# Your assignment
Return verbatim all lines from the first one in the records to the line with "static DASH_RULE: LazyLock<Regex>", both ends kept.

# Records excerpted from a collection
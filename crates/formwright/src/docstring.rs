//! Docstring extraction.
//!
//! A docstring carries two things for the form:
//!
//! - **Prose**: the function description shown on the page, and
//!   per-parameter descriptions in any of the common styles
//!   (`:param name:` / `@param name:`, `Args:` sections, numpy
//!   `Parameters` sections).
//! - **Widget overlays**: an embedded TOML region delimited by a line
//!   containing only `@params` (or `@widgets`) and a line containing only
//!   `@end`. Each top-level key names a parameter and maps to a table of
//!   widget options:
//!
//! ```text
//! Compute a greeting.
//!
//! @params
//! [name]
//! label = "Your name"
//! placeholder = "Ada"
//! @end
//! ```
//!
//! Only the first region is parsed. A region without `@end` runs to the end
//! of the docstring. Every region is removed from the prose.

use std::collections::BTreeMap;
use std::sync::LazyLock;

use regex::Regex;

use crate::error::{Error, Result};
use crate::resolver::Overlays;
use crate::value::Value;

const TARGET: &str = "formwright::docstring";

const BLOCK_MARKERS: [&str; 2] = ["@params", "@widgets"];
const END_MARKER: &str = "@end";

static FIELD_TAG: LazyLock<Regex> = LazyLock::new(|| {
    Regex::new(r"^(\s*)[:@]param(?:\s+[^\s:]+)?\s+\*{0,2}(\w+)\s*:\s*(.*)$").expect("valid regex")
});

static GOOGLE_HEADER: LazyLock<Regex> = LazyLock::new(|| {
    Regex::new(r"^(\s*)(?:Args|Arguments|Parameters|Params|Keyword Args|Keyword Arguments)\s*:\s*$")
        .expect("valid regex")
});

static GOOGLE_ENTRY: LazyLock<Regex> = LazyLock::new(|| {
    Regex::new(r"^\*{0,2}(\w+)\s*(?:\([^)]*\))?\s*:\s*(.*)$").expect("valid regex")
});

static GOOGLE_BARE_ENTRY: LazyLock<Regex> =
    LazyLock::new(|| Regex::new(r"^\*{0,2}(\w+)$").expect("valid regex"));

static NUMPY_ENTRY: LazyLock<Regex> =
    LazyLock::new(|| Regex::new(r"^(\w+)\s*(?::.*)?$").expect("valid regex"));

static DASH_RULE: LazyLock<Regex> = LazyLock::new(|| Regex::new(r"^\s*-{3,}\s*$").expect("valid regex"));

/// The parsed contents of a docstring.
#[derive(Debug, Clone, Default, PartialEq)]
pub struct Docstring {
    /// The prose with every `@params` region removed.
    pub description: String,
    /// Widget options from the first `@params` region.
    pub overlays: Overlays,
    /// Raw text of the first `@params` region, if present.
    pub config_region: Option<String>,
    parameter_descriptions: BTreeMap<String, String>,
}

impl Docstring {
    /// Split `doc` into prose, overlays and parameter descriptions.
    ///
    /// Fails with [`Error::DocstringConfig`] when the `@params` region is
    /// not valid TOML or has a top-level value that is not a table.
    pub fn extract(doc: &str) -> Result<Self> {
        let cleaned = clean_docstring(doc);
        let (prose, region) = split_regions(&cleaned);

        let overlays = match &region {
            Some(region) => parse_region(region)?,
            None => Overlays::new(),
        };
        let parameter_descriptions = parameter_descriptions(&prose);
        let description = prose.trim().to_string();

        tracing::trace!(
            target: TARGET,
            has_region = region.is_some(),
            overlays = overlays.len(),
            described = parameter_descriptions.len(),
            "extracted docstring"
        );

        Ok(Self {
            description,
            overlays,
            config_region: region,
            parameter_descriptions,
        })
    }

    /// The description of parameter `name`, if the docstring has one.
    pub fn parameter_description(&self, name: &str) -> Option<&str> {
        self.parameter_descriptions.get(name).map(String::as_str)
    }

    /// Descriptions for each of `names`, `None` where the docstring is silent.
    pub fn descriptions_for<'a, I>(&self, names: I) -> BTreeMap<String, Option<String>>
    where
        I: IntoIterator<Item = &'a str>,
    {
        names
            .into_iter()
            .map(|name| {
                (
                    name.to_string(),
                    self.parameter_description(name).map(str::to_string),
                )
            })
            .collect()
    }
}

/// Strip uniform indentation and surrounding blank lines.
///
/// The first line is taken as-is because docstrings usually start right
/// after the opening quotes.
pub fn clean_docstring(doc: &str) -> String {
    let doc = doc.replace('\t', "    ");
    let lines: Vec<&str> = doc.lines().collect();
    let indent = lines
        .iter()
        .skip(1)
        .filter(|l| !l.trim().is_empty())
        .map(|l| l.len() - l.trim_start().len())
        .min()
        .unwrap_or(0);

    let mut out: Vec<String> = lines
        .iter()
        .enumerate()
        .map(|(i, line)| {
            let line = if i == 0 {
                line.trim_start()
            } else {
                line.get(indent..).unwrap_or_else(|| line.trim_start())
            };
            line.trim_end().to_string()
        })
        .collect();

    while out.first().is_some_and(|l| l.is_empty()) {
        out.remove(0);
    }
    while out.last().is_some_and(|l| l.is_empty()) {
        out.pop();
    }
    out.join("\n")
}

fn is_block_marker(line: &str) -> bool {
    BLOCK_MARKERS.contains(&line.trim())
}

/// Separate the prose from the marker regions, returning the first region.
fn split_regions(doc: &str) -> (String, Option<String>) {
    let mut prose = Vec::new();
    let mut first_region: Option<Vec<&str>> = None;
    let mut current: Option<Vec<&str>> = None;

    for line in doc.lines() {
        if current.is_none() {
            if is_block_marker(line) {
                current = Some(Vec::new());
            } else {
                prose.push(line);
            }
        } else if line.trim() == END_MARKER {
            let finished = current.take();
            if first_region.is_none() {
                first_region = finished;
            } else {
                tracing::debug!(target: TARGET, "ignoring additional @params region");
            }
        } else if let Some(region) = current.as_mut() {
            region.push(line);
        }
    }
    if let Some(unterminated) = current {
        tracing::debug!(target: TARGET, "@params region has no @end, reading to end of docstring");
        if first_region.is_none() {
            first_region = Some(unterminated);
        }
    }

    let region = first_region.map(|lines| dedent(&lines));
    (prose.join("\n"), region)
}

fn dedent(lines: &[&str]) -> String {
    let indent = lines
        .iter()
        .filter(|l| !l.trim().is_empty())
        .map(|l| l.len() - l.trim_start().len())
        .min()
        .unwrap_or(0);
    lines
        .iter()
        .map(|l| l.get(indent..).unwrap_or_else(|| l.trim_start()))
        .collect::<Vec<_>>()
        .join("\n")
}

fn parse_region(region: &str) -> Result<Overlays> {
    let config_error = |message: String| Error::DocstringConfig {
        message,
        region: region.to_string(),
    };
    let table: toml::Table =
        toml::from_str(region).map_err(|e| config_error(e.message().to_string()))?;

    let mut overlays = Overlays::new();
    for (parameter, options) in table {
        match Value::from(options) {
            Value::Table(options) => {
                overlays.insert(parameter, options);
            }
            other => {
                return Err(config_error(format!(
                    "'{parameter}' must be a table of widget options, found {}",
                    other.type_name()
                )));
            }
        }
    }
    Ok(overlays)
}

fn indent_of(line: &str) -> usize {
    line.len() - line.trim_start().len()
}

fn append(entry: &mut String, text: &str) {
    let text = text.trim();
    if text.is_empty() {
        return;
    }
    if !entry.is_empty() {
        entry.push(' ');
    }
    entry.push_str(text);
}

fn parameter_descriptions(prose: &str) -> BTreeMap<String, String> {
    let lines: Vec<&str> = prose.lines().collect();
    let mut found: Vec<(String, String)> = Vec::new();
    let mut i = 0;

    while i < lines.len() {
        let line = lines[i];
        if let Some(caps) = FIELD_TAG.captures(line) {
            let base = caps[1].len();
            let mut text = String::new();
            append(&mut text, &caps[3]);
            i += 1;
            while i < lines.len()
                && !lines[i].trim().is_empty()
                && indent_of(lines[i]) > base
                && !FIELD_TAG.is_match(lines[i])
            {
                append(&mut text, lines[i]);
                i += 1;
            }
            found.push((caps[2].to_string(), text));
        } else if let Some(caps) = GOOGLE_HEADER.captures(line) {
            if lines.get(i + 1).is_some_and(|next| DASH_RULE.is_match(next)) {
                i = read_numpy_section(&lines, i + 2, indent_of(line), &mut found);
            } else {
                i = read_google_section(&lines, i + 1, caps[1].len(), &mut found);
            }
        } else if line.trim() == "Parameters"
            && lines.get(i + 1).is_some_and(|next| DASH_RULE.is_match(next))
        {
            i = read_numpy_section(&lines, i + 2, indent_of(line), &mut found);
        } else {
            i += 1;
        }
    }

    let mut descriptions = BTreeMap::new();
    for (name, text) in found {
        descriptions.entry(name).or_insert(text);
    }
    descriptions
}

fn read_google_section(
    lines: &[&str],
    mut i: usize,
    header_indent: usize,
    found: &mut Vec<(String, String)>,
) -> usize {
    let mut entry_indent: Option<usize> = None;
    while i < lines.len() {
        let line = lines[i];
        if line.trim().is_empty() {
            i += 1;
            continue;
        }
        let indent = indent_of(line);
        if indent <= header_indent {
            break;
        }
        let entry_level = *entry_indent.get_or_insert(indent);
        let entry = line.trim();
        if indent == entry_level
            && let Some(caps) = GOOGLE_ENTRY.captures(entry)
        {
            let mut text = String::new();
            append(&mut text, &caps[2]);
            found.push((caps[1].to_string(), text));
        } else if indent == entry_level
            && let Some(caps) = GOOGLE_BARE_ENTRY.captures(entry)
        {
            // name alone; the description follows on deeper lines
            found.push((caps[1].to_string(), String::new()));
        } else if let Some((_, text)) = found.last_mut() {
            append(text, line);
        }
        i += 1;
    }
    i
}

fn read_numpy_section(
    lines: &[&str],
    mut i: usize,
    header_indent: usize,
    found: &mut Vec<(String, String)>,
) -> usize {
    let mut in_entry = false;
    while i < lines.len() {
        let line = lines[i];
        if line.trim().is_empty() {
            i += 1;
            continue;
        }
        if lines.get(i + 1).is_some_and(|next| DASH_RULE.is_match(next)) {
            break;
        }
        let indent = indent_of(line);
        if indent == header_indent {
            match NUMPY_ENTRY.captures(line.trim()) {
                Some(caps) => {
                    found.push((caps[1].to_string(), String::new()));
                    in_entry = true;
                }
                None => break,
            }
        } else if indent > header_indent && in_entry {
            if let Some((_, text)) = found.last_mut() {
                append(text, line);
            }
        } else {
            break;
        }
        i += 1;
    }
    i
}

# Written response
filename crates/formwright/src/docstring.rs
//! Docstring extraction.
//!
//! A docstring carries two things for the form:
//!
//! - **Prose**: the function description shown on the page, and
//!   per-parameter descriptions in any of the common styles
//!   (`:param name:` / `@param name:`, `Args:` sections, numpy
//!   `Parameters` sections).
//! - **Widget overlays**: an embedded TOML region delimited by a line
//!   containing only `@params` (or `@widgets`) and a line containing only
//!   `@end`. Each top-level key names a parameter and maps to a table of
//!   widget options:
//!
//! ```text
//! Compute a greeting.
//!
//! @params
//! [name]
//! label = "Your name"
//! placeholder = "Ada"
//! @end
//! ```
//!
//! Only the first region is parsed. A region without `@end` runs to the end
//! of the docstring. Every region is removed from the prose.

use std::collections::BTreeMap;
use std::sync::LazyLock;

use regex::Regex;

use crate::error::{Error, Result};
use crate::resolver::Overlays;
use crate::value::Value;

const TARGET: &str = "formwright::docstring";

const BLOCK_MARKERS: [&str; 2] = ["@params", "@widgets"];
const END_MARKER: &str = "@end";

static FIELD_TAG: LazyLock<Regex> = LazyLock::new(|| {
    Regex::new(r"^(\s*)[:@]param(?:\s+[^\s:]+)?\s+\*{0,2}(\w+)\s*:\s*(.*)$").expect("valid regex")
});

static GOOGLE_HEADER: LazyLock<Regex> = LazyLock::new(|| {
    Regex::new(r"^(\s*)(?:Args|Arguments|Parameters|Params|Keyword Args|Keyword Arguments)\s*:\s*$")
        .expect("valid regex")
});

static GOOGLE_ENTRY: LazyLock<Regex> = LazyLock::new(|| {
    Regex::new(r"^\*{0,2}(\w+)\s*(?:\([^)]*\))?\s*:\s*(.*)$").expect("valid regex")
});

static GOOGLE_BARE_ENTRY: LazyLock<Regex> =
    LazyLock::new(|| Regex::new(r"^\*{0,2}(\w+)$").expect("valid regex"));

static NUMPY_ENTRY: LazyLock<Regex> =
    LazyLock::new(|| Regex::new(r"^(\w+)\s*(?::.*)?$").expect("valid regex"));

static DASH_RULE: LazyLock<Regex> = LazyLock::new(|| Regex::new(r"^\s*-{3,}\s*$").expect("valid regex"));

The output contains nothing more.